Between 1908 and his death in 1920, Indianapolis native Christian Schrader drew pictures of Indianapolis as he remembered the city from his childhood.  The self-taught artist grew up in Indianapolis at the middle of the nineteenth century, and as an adult he made his livelihood running a china shop on Washington Street.  When he retired in 1908, he began penning his memories of the city as it was a half-century before.

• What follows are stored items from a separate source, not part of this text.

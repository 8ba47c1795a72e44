// NeverLost Core Library
// Layout data model, editing state and persistence

pub mod descriptor;
pub mod store;
pub mod selection;
pub mod edit;
pub mod action;
pub mod actions;
pub mod scene;
pub mod gizmo;
pub mod layout;
pub mod error;
pub mod session;
pub mod gateway;
pub mod editor;
pub mod auth;
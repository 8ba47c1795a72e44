//! Error types
//!
//! Every failure the editor can hit ends up as a one-line status message.
//! `user_message` picks the server's own text when it sent one and otherwise
//! falls back to the operation's generic message.

use thiserror::Error;

pub const LOAD_FAILED: &str = "Failed to load layout. Please try again.";
pub const SAVE_FAILED: &str = "Failed to save layout. Please try again.";
pub const CREATE_FAILED: &str = "Failed to create layout. Please try again.";
pub const LIST_FAILED: &str = "Failed to fetch layouts. Please try again.";
pub const DELETE_FAILED: &str = "Failed to delete layout. Please try again.";
pub const LOGIN_FAILED: &str = "Login failed. Please try again.";
pub const REGISTER_FAILED: &str = "Registration failed. Please try again.";
pub const PASSWORD_MISMATCH: &str = "Passwords do not match.";
pub const SESSION_EXPIRED: &str = "Your session has expired. Please log in again.";

#[derive(Error, Debug, Clone, PartialEq, Eq)]
pub enum GatewayError {
    #[error("Network error: {0}")]
    Network(String),

    #[error("Unauthorized")]
    Unauthorized,

    #[error("Not found")]
    NotFound,

    #[error("Validation failed: {0}")]
    Validation(String),

    #[error("Server error {status}: {message}")]
    Server { status: u16, message: String },

    #[error("Malformed response: {0}")]
    Decode(String),
}

impl GatewayError {
    /// The `error` text the server attached to the response, if any
    pub fn server_message(&self) -> Option<&str> {
        match self {
            GatewayError::Validation(message) | GatewayError::Server { message, .. }
                if !message.is_empty() =>
            {
                Some(message.as_str())
            }
            _ => None,
        }
    }

    /// Line to show the user; a rejected token asks for a fresh login
    pub fn user_message(&self, fallback: &str) -> String {
        match self {
            GatewayError::Unauthorized => SESSION_EXPIRED.to_string(),
            _ => self.server_message().unwrap_or(fallback).to_string(),
        }
    }
}

impl From<reqwest::Error> for GatewayError {
    fn from(err: reqwest::Error) -> Self {
        if err.is_decode() {
            GatewayError::Decode(err.to_string())
        } else {
            GatewayError::Network(err.to_string())
        }
    }
}

#[derive(Error, Debug)]
pub enum SessionError {
    #[error("No data directory available on this platform")]
    NoDataDir,

    #[error("I/O error: {0}")]
    Io(#[from] std::io::Error),

    #[error("JSON error: {0}")]
    Json(#[from] serde_json::Error),
}

#[derive(Error, Debug)]
pub enum AuthError {
    #[error("Passwords do not match")]
    PasswordMismatch,

    #[error(transparent)]
    Gateway(#[from] GatewayError),

    #[error("Failed to persist session: {0}")]
    Session(#[from] SessionError),
}

impl AuthError {
    pub fn user_message(&self, fallback: &str) -> String {
        match self {
            AuthError::PasswordMismatch => PASSWORD_MISMATCH.to_string(),
            // Rejected credentials, not an expired session
            AuthError::Gateway(GatewayError::Unauthorized) => fallback.to_string(),
            AuthError::Gateway(err) => err.user_message(fallback),
            AuthError::Session(_) => fallback.to_string(),
        }
    }
}
//! Object descriptors
//!
//! A descriptor is the plain, serializable record of one scene member: its
//! shape kind, transform, color and size. Descriptors never hold references
//! to renderables; the scene adapter keeps that mapping on its side.

use serde::{Deserialize, Deserializer, Serialize};
use std::fmt;
use uuid::Uuid;

/// World-space triple (meters for position, radians for rotation)
pub type Vec3 = [f64; 3];

/// Default color for shapes added from the editor (slate grey)
pub const DEFAULT_SHAPE_COLOR: &str = "#708090";

/// Color of the seed cube placed in newly created layouts
pub const DEFAULT_CUBE_COLOR: &str = "#00ff00";

/// Resting position for new shapes: centered, sitting on the ground plane
pub const DEFAULT_SHAPE_POSITION: Vec3 = [0.0, 0.5, 0.0];

/// Opaque descriptor identifier
///
/// Generated client-side as a random UUID. Older clients used millisecond
/// timestamps, so numeric ids are accepted on read and kept as their decimal
/// text.
#[derive(Clone, Debug, PartialEq, Eq, Hash, PartialOrd, Ord, Serialize)]
#[serde(transparent)]
pub struct DescriptorId(String);

impl DescriptorId {
    /// Generate a fresh random identifier
    pub fn generate() -> Self {
        Self(Uuid::new_v4().to_string())
    }

    pub fn as_str(&self) -> &str {
        &self.0
    }
}

impl fmt::Display for DescriptorId {
    fn fmt(&self, f: &mut fmt::Formatter<'_>) -> fmt::Result {
        f.write_str(&self.0)
    }
}

impl From<String> for DescriptorId {
    fn from(value: String) -> Self {
        Self(value)
    }
}

impl From<&str> for DescriptorId {
    fn from(value: &str) -> Self {
        Self(value.to_string())
    }
}

impl From<Uuid> for DescriptorId {
    fn from(value: Uuid) -> Self {
        Self(value.to_string())
    }
}

impl<'de> Deserialize<'de> for DescriptorId {
    fn deserialize<D: Deserializer<'de>>(deserializer: D) -> Result<Self, D::Error> {
        #[derive(Deserialize)]
        #[serde(untagged)]
        enum RawId {
            Text(String),
            Number(serde_json::Number),
        }

        Ok(match RawId::deserialize(deserializer)? {
            RawId::Text(text) => Self(text),
            RawId::Number(number) => Self(number.to_string()),
        })
    }
}

/// Shape kind of a descriptor
///
/// Determines how `size` is interpreted. Names the editor doesn't know are
/// preserved so a layout saved by a newer client survives a round trip.
#[derive(Clone, Debug, PartialEq, Eq, Hash, Serialize, Deserialize)]
#[serde(from = "String", into = "String")]
pub enum ShapeKind {
    Cube,
    Sphere,
    Rectangle,
    Box,
    Other(String),
}

impl ShapeKind {
    /// Shapes offered by the editor's shape picker
    pub const PICKABLE: [ShapeKind; 3] = [ShapeKind::Cube, ShapeKind::Sphere, ShapeKind::Rectangle];

    pub fn name(&self) -> &str {
        match self {
            ShapeKind::Cube => "cube",
            ShapeKind::Sphere => "sphere",
            ShapeKind::Rectangle => "rectangle",
            ShapeKind::Box => "box",
            ShapeKind::Other(name) => name,
        }
    }

    /// Number of entries `size` must have for this kind
    ///
    /// Spheres take a single diameter; everything else (including unknown
    /// kinds, which render as boxes) takes width, height and length.
    pub fn size_params(&self) -> usize {
        match self {
            ShapeKind::Sphere => 1,
            _ => 3,
        }
    }

    /// Size a freshly added shape of this kind starts with
    pub fn default_size(&self) -> Vec<f64> {
        vec![1.0; self.size_params()]
    }
}

impl From<String> for ShapeKind {
    fn from(value: String) -> Self {
        match value.as_str() {
            "cube" => ShapeKind::Cube,
            "sphere" => ShapeKind::Sphere,
            "rectangle" => ShapeKind::Rectangle,
            "box" => ShapeKind::Box,
            _ => ShapeKind::Other(value),
        }
    }
}

impl From<&str> for ShapeKind {
    fn from(value: &str) -> Self {
        ShapeKind::from(value.to_string())
    }
}

impl From<ShapeKind> for String {
    fn from(kind: ShapeKind) -> Self {
        match kind {
            ShapeKind::Other(name) => name,
            known => known.name().to_string(),
        }
    }
}

impl fmt::Display for ShapeKind {
    fn fmt(&self, f: &mut fmt::Formatter<'_>) -> fmt::Result {
        f.write_str(self.name())
    }
}

/// One scene member
#[derive(Clone, Debug, PartialEq, Serialize, Deserialize)]
#[serde(from = "WireDescriptor")]
pub struct ObjectDescriptor {
    /// Stable identifier, unique within a layout
    pub id: DescriptorId,

    /// Shape kind
    #[serde(rename = "type")]
    pub kind: ShapeKind,

    /// Position in meters
    pub position: Vec3,

    /// Euler rotation in radians
    pub rotation: Vec3,

    /// Per-axis scale factors
    pub scale: Vec3,

    /// Hex color string
    pub color: String,

    /// Shape-dependent dimensions, see [`ShapeKind::size_params`]
    pub size: Vec<f64>,
}

impl ObjectDescriptor {
    /// Create a new shape the way the editor's "Add Shape" button does
    pub fn new(kind: ShapeKind) -> Self {
        Self::with_id(DescriptorId::generate(), kind)
    }

    /// Create a shape with a caller-provided id
    pub fn with_id(id: DescriptorId, kind: ShapeKind) -> Self {
        Self {
            id,
            size: kind.default_size(),
            kind,
            position: DEFAULT_SHAPE_POSITION,
            rotation: [0.0; 3],
            scale: [1.0; 3],
            color: DEFAULT_SHAPE_COLOR.to_string(),
        }
    }

    /// The seed object placed in every newly created layout
    pub fn default_cube() -> Self {
        Self::new(ShapeKind::Cube).with_color(DEFAULT_CUBE_COLOR)
    }

    pub fn with_color(mut self, color: impl Into<String>) -> Self {
        self.color = color.into();
        self
    }

    pub fn with_position(mut self, position: Vec3) -> Self {
        self.position = position;
        self
    }

    pub fn with_size(mut self, size: Vec<f64>) -> Self {
        self.size = size;
        self
    }

    /// Whether `size` has the number of entries the kind expects
    pub fn has_valid_size(&self) -> bool {
        self.size.len() == self.kind.size_params()
    }

    /// Row label used by the shape list ("cube - <id>")
    pub fn label(&self) -> String {
        format!("{} - {}", self.kind, self.id)
    }
}

/// Partial update for a descriptor
///
/// Only the fields that are `Some` are written. There is no id field, so
/// an update can never re-key a descriptor.
#[derive(Clone, Debug, Default, PartialEq)]
pub struct DescriptorPatch {
    pub kind: Option<ShapeKind>,
    pub position: Option<Vec3>,
    pub rotation: Option<Vec3>,
    pub scale: Option<Vec3>,
    pub color: Option<String>,
    pub size: Option<Vec<f64>>,
}

impl DescriptorPatch {
    pub fn new() -> Self {
        Self::default()
    }

    pub fn color(color: impl Into<String>) -> Self {
        Self {
            color: Some(color.into()),
            ..Default::default()
        }
    }

    pub fn position(position: Vec3) -> Self {
        Self {
            position: Some(position),
            ..Default::default()
        }
    }

    pub fn rotation(rotation: Vec3) -> Self {
        Self {
            rotation: Some(rotation),
            ..Default::default()
        }
    }

    pub fn scale(scale: Vec3) -> Self {
        Self {
            scale: Some(scale),
            ..Default::default()
        }
    }

    pub fn size(size: Vec<f64>) -> Self {
        Self {
            size: Some(size),
            ..Default::default()
        }
    }

    pub fn is_empty(&self) -> bool {
        self.kind.is_none()
            && self.position.is_none()
            && self.rotation.is_none()
            && self.scale.is_none()
            && self.color.is_none()
            && self.size.is_none()
    }

    /// Merge the present fields into `descriptor`
    pub fn apply_to(&self, descriptor: &mut ObjectDescriptor) {
        if let Some(kind) = &self.kind {
            descriptor.kind = kind.clone();
        }
        if let Some(position) = self.position {
            descriptor.position = position;
        }
        if let Some(rotation) = self.rotation {
            descriptor.rotation = rotation;
        }
        if let Some(scale) = self.scale {
            descriptor.scale = scale;
        }
        if let Some(color) = &self.color {
            descriptor.color = color.clone();
        }
        if let Some(size) = &self.size {
            descriptor.size = size.clone();
        }
    }

    /// Whether applying this patch would alter `descriptor`
    pub fn changes(&self, descriptor: &ObjectDescriptor) -> bool {
        let mut patched = descriptor.clone();
        self.apply_to(&mut patched);
        &patched != descriptor
    }
}

/// Lenient read-side shape of a descriptor
///
/// Layouts written by different client versions disagree on details:
/// transforms as `[x, y, z]` or `{x, y, z}`, missing rotation/scale/size.
#[derive(Deserialize)]
struct WireDescriptor {
    id: DescriptorId,
    #[serde(rename = "type")]
    kind: ShapeKind,
    #[serde(default, deserialize_with = "de_opt_vec3")]
    position: Option<Vec3>,
    #[serde(default, deserialize_with = "de_opt_vec3")]
    rotation: Option<Vec3>,
    #[serde(default, deserialize_with = "de_opt_vec3")]
    scale: Option<Vec3>,
    #[serde(default)]
    color: Option<String>,
    #[serde(default)]
    size: Option<Vec<f64>>,
}

impl From<WireDescriptor> for ObjectDescriptor {
    fn from(wire: WireDescriptor) -> Self {
        Self {
            size: wire.size.unwrap_or_else(|| wire.kind.default_size()),
            id: wire.id,
            kind: wire.kind,
            position: wire.position.unwrap_or([0.0; 3]),
            rotation: wire.rotation.unwrap_or([0.0; 3]),
            scale: wire.scale.unwrap_or([1.0; 3]),
            color: wire.color.unwrap_or_else(|| DEFAULT_SHAPE_COLOR.to_string()),
        }
    }
}

fn de_opt_vec3<'de, D: Deserializer<'de>>(deserializer: D) -> Result<Option<Vec3>, D::Error> {
    #[derive(Deserialize)]
    struct Xyz {
        #[serde(default)]
        x: f64,
        #[serde(default)]
        y: f64,
        #[serde(default)]
        z: f64,
    }

    #[derive(Deserialize)]
    #[serde(untagged)]
    enum RawVec3 {
        Array(Vec3),
        Object(Xyz),
    }

    Ok(Option::<RawVec3>::deserialize(deserializer)?.map(|raw| match raw {
        RawVec3::Array(values) => values,
        RawVec3::Object(Xyz { x, y, z }) => [x, y, z],
    }))
}

#[cfg(test)]
mod tests {
    use super::*;
    use serde_json::json;

    #[test]
    fn test_new_shape_defaults() {
        let sphere = ObjectDescriptor::new(ShapeKind::Sphere);
        assert_eq!(sphere.size, vec![1.0]);
        assert_eq!(sphere.position, [0.0, 0.5, 0.0]);
        assert_eq!(sphere.color, DEFAULT_SHAPE_COLOR);
        assert!(sphere.has_valid_size());

        let cube = ObjectDescriptor::default_cube();
        assert_eq!(cube.kind, ShapeKind::Cube);
        assert_eq!(cube.size, vec![1.0, 1.0, 1.0]);
        assert_eq!(cube.color, DEFAULT_CUBE_COLOR);
        assert_eq!(cube.scale, [1.0, 1.0, 1.0]);
    }

    #[test]
    fn test_generated_ids_are_distinct() {
        let a = ObjectDescriptor::new(ShapeKind::Cube);
        let b = ObjectDescriptor::new(ShapeKind::Cube);
        assert_ne!(a.id, b.id);
    }

    #[test]
    fn test_unknown_kind_is_preserved() {
        let kind = ShapeKind::from("cylinder");
        assert_eq!(kind, ShapeKind::Other("cylinder".to_string()));
        assert_eq!(kind.size_params(), 3);
        assert_eq!(String::from(kind), "cylinder");
    }

    #[test]
    fn test_reads_array_transforms_and_numeric_id() {
        let value = json!({
            "id": 1717171717171u64,
            "type": "sphere",
            "position": [1.0, 2.0, 3.0],
            "color": "#ff0000",
            "size": [2.0]
        });
        let descriptor: ObjectDescriptor = serde_json::from_value(value).unwrap();
        assert_eq!(descriptor.id.as_str(), "1717171717171");
        assert_eq!(descriptor.kind, ShapeKind::Sphere);
        assert_eq!(descriptor.position, [1.0, 2.0, 3.0]);
        assert_eq!(descriptor.rotation, [0.0, 0.0, 0.0]);
        assert_eq!(descriptor.scale, [1.0, 1.0, 1.0]);
    }

    #[test]
    fn test_reads_object_transforms_and_missing_size() {
        let value = json!({
            "id": "abc",
            "type": "cube",
            "color": "#00ff00",
            "position": { "x": 0, "y": 0.5, "z": 0 },
            "rotation": { "x": 0, "y": 1.5, "z": 0 },
            "scale": { "x": 1, "y": 2, "z": 1 },
            "_id": "server-side-field"
        });
        let descriptor: ObjectDescriptor = serde_json::from_value(value).unwrap();
        assert_eq!(descriptor.position, [0.0, 0.5, 0.0]);
        assert_eq!(descriptor.rotation, [0.0, 1.5, 0.0]);
        assert_eq!(descriptor.scale, [1.0, 2.0, 1.0]);
        assert_eq!(descriptor.size, vec![1.0, 1.0, 1.0]);
    }

    #[test]
    fn test_writes_type_field_and_arrays() {
        let descriptor = ObjectDescriptor::with_id("d1".into(), ShapeKind::Rectangle);
        let value = serde_json::to_value(&descriptor).unwrap();
        assert_eq!(value["type"], "rectangle");
        assert_eq!(value["id"], "d1");
        assert_eq!(value["position"], json!([0.0, 0.5, 0.0]));
        assert!(value.get("kind").is_none());
    }

    #[test]
    fn test_patch_applies_only_present_fields() {
        let mut descriptor = ObjectDescriptor::new(ShapeKind::Cube);
        let before = descriptor.clone();

        DescriptorPatch::color("#123456").apply_to(&mut descriptor);

        assert_eq!(descriptor.color, "#123456");
        assert_eq!(descriptor.id, before.id);
        assert_eq!(descriptor.position, before.position);
        assert_eq!(descriptor.size, before.size);
        assert!(DescriptorPatch::new().is_empty());
    }

    #[test]
    fn test_patch_changes() {
        let descriptor = ObjectDescriptor::new(ShapeKind::Cube);
        assert!(!DescriptorPatch::position(descriptor.position).changes(&descriptor));
        assert!(!DescriptorPatch::new().changes(&descriptor));
        assert!(DescriptorPatch::position([1.0, 0.5, 0.0]).changes(&descriptor));
    }
}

Schrader's drawings of the city include almost nothing on the western side of West Street, where IUPUI sits today, and there is no reason to doubt Schrader's recollection.  In 1850, Indianapolis was a rather small and undistinguished town, but it was on the brink of rapid population growth:  the arrival of railroads, the establishment of the National Road (i.e., Washington Street), and the expansion of local industries, such as pork packing, would soon contribute to the city's rapid growth.  Schrader's most detailed map of the area showed Military Park and New York Street running along the north side of the Park, however he placed only one house along New York Street (where the Law School is today), and none earlier than 1851. Links on this page
In 1855 much of the IUPUI campus along West Street had just recently been divided into lots between New York and North Streets.  Along the White River the Mill Race creek meandered through what is now E-lot; people were slow to settle along this swampy flood plain until the twentieth century.  The Mill Race was one of many Fall Creek channels that emptied onto campus into the final quarter of the nineteenth century; the 1870 map on this page shows even more unruly Fall Creek channels spilling across the western edges of campus. 1855 campus map

When Schrader began drawing maps of the near-Westside before World War I, the area looked quite different than he remembered from his childhood.   By the early twentieth century the near-Westside was densely settled and included thousands of homes as well as churches, schools, factories, businesses, and clubs.  By 1908, African Americans, European immigrants, and White Hoosiers had densely settled the near-Westside and created a landscape vastly unlike the open spaces and riverside marshes young Christian Schrader witnessed there in the early 1850's.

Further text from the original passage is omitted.